Monday, May 20, 2013

John Paul Hammond


It should be no surprise that singer/guitarist John Paul Hammond is a musician.  It’s in his blood.

Hammond, who on Friday, June 7 will play the State Theatre in Falls Church, Virginia as part of the 2013 Tinner Hill Blues Festival, is the son of famous record producer and talent scout John Henry Hammond.
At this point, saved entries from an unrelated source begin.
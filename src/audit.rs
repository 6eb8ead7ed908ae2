use chrono::Utc;
use sea_orm::{
    ActiveModelTrait, ColumnTrait, ConnectionTrait, EntityTrait, QueryFilter, QueryOrder, Set,
};
use uuid::Uuid;

use crate::{
    entity::audit_logs::{
        ActiveModel as AuditActive, Column as AuditCol, Entity as AuditLogs, Model as AuditModel,
    },
    error::AppResult,
    models::{OrderAuditEntry, OrderStatus},
};

pub const ORDER_CREATED: &str = "order_created";
pub const ORDER_STATUS_UPDATE: &str = "order_status_update";
pub const ORDER_CANCELLED: &str = "order_cancelled";

/// Appends an audit row on `conn`. Callers pass a transactional connection
/// when the row must commit or roll back together with the change it records.
pub async fn log_audit<C: ConnectionTrait>(
    conn: &C,
    order_id: Uuid,
    action: &str,
    status: Option<OrderStatus>,
    reason: Option<&str>,
) -> AppResult<()> {
    AuditActive {
        id: Set(Uuid::new_v4()),
        order_id: Set(order_id),
        action: Set(action.to_string()),
        status: Set(status),
        reason: Set(reason.map(str::to_string)),
        created_at: Set(Utc::now().into()),
    }
    .insert(conn)
    .await?;

    Ok(())
}

pub async fn list_for_order<C: ConnectionTrait>(
    conn: &C,
    order_id: Uuid,
) -> AppResult<Vec<OrderAuditEntry>> {
    let entries = AuditLogs::find()
        .filter(AuditCol::OrderId.eq(order_id))
        .order_by_asc(AuditCol::CreatedAt)
        .order_by_asc(AuditCol::Id)
        .all(conn)
        .await?
        .into_iter()
        .map(audit_from_entity)
        .collect();
    Ok(entries)
}

fn audit_from_entity(model: AuditModel) -> OrderAuditEntry {
    OrderAuditEntry {
        id: model.id,
        order_id: model.order_id,
        action: model.action,
        status: model.status,
        reason: model.reason,
        created_at: model.created_at.with_timezone(&Utc),
    }
}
By his son's account, the elder Hammond discovered artists ranging from Billie Holiday to Lester Young to Bob Dylan to Bruce Springsteen.

Sometimes referred to as John Hammond, Jr., Hammond the son has had several brushes of his own with musical history during his forty year career.

He is the only musician known to play in a band featuring both Jimi Hendrix and Eric Clapton.  He also advised Hendrix to travel to England—a move that essentially launched the guitarist to fame.

Hammond befriended Willie Dixon and Duane Allman, got to know Muddy Waters and Howlin’ Wolf and shared a show with Jimmy Reed.  He enlisted members of the Band as his back-up band for an album—then saw Bob Dylan steal them away. He attended parties hosted in New York City by blues shouter and songwriter Victory Spivey.  Spivey once recorded him playing with Otis Spann and Bob Dylan in the same session.

Performing live on guitar and harp-on-a-rack in a barrelhouse style, Hammond plays classic blues songs from the 30’s, 40’s, and 50’s. He has recorded more than 30 albums since debuting on Vanguard Records in 1962.  In 1985 he won a Grammy for the compilation album Blues Explosion, which also featured Sugar Blue, J.B. Hutto, Luther “Guitar Junior” Johnson, Koko Taylor and Stevie Ray Vaughan.  He has received four other Grammy nominations, including one in 2010 for his album Rough and Tough.

In 2011, Hammond was inducted into the Blues Hall of Fame by the Blues Foundation.

He spoke to Beldon’s Blues Point about his long career in the following interview:

BBP: I did see you at the Hamilton (in November, 2012). I guess you were opening for Coco Montoya?

Hammond: This was in D.C., right?

BBP: Yeah. Yeah. I really enjoyed your show, I must say.

Hammond: Thank you.

BBP: Well, I was reading about your background, and you’re part of the Vanderbilt family, right?

Hammond: Um, indirectly. My father’s mother was Emily Sloane, who—her mother was a Vanderbilt. And I never got to know that whole scene at all. My dad was a rebellious guy who broke away from his family and all of that stuff and I mean was practically disowned by his family.  And so I grew up not knowing much about that side at all. I grew up mostly with my mother, who was Irish, born in Toronto, just off the ship from Ireland. So that was my reality as a kid. You know, as I got older I heard all of these things about my father’s mother and her Vanderbilt connections. My grandfather, John Henry Hammond, was the son of a very strange dynamic guy from the Civil War era, a general in the army who became a scout for the railroad and all of this stuff. A real character. So that’s my background.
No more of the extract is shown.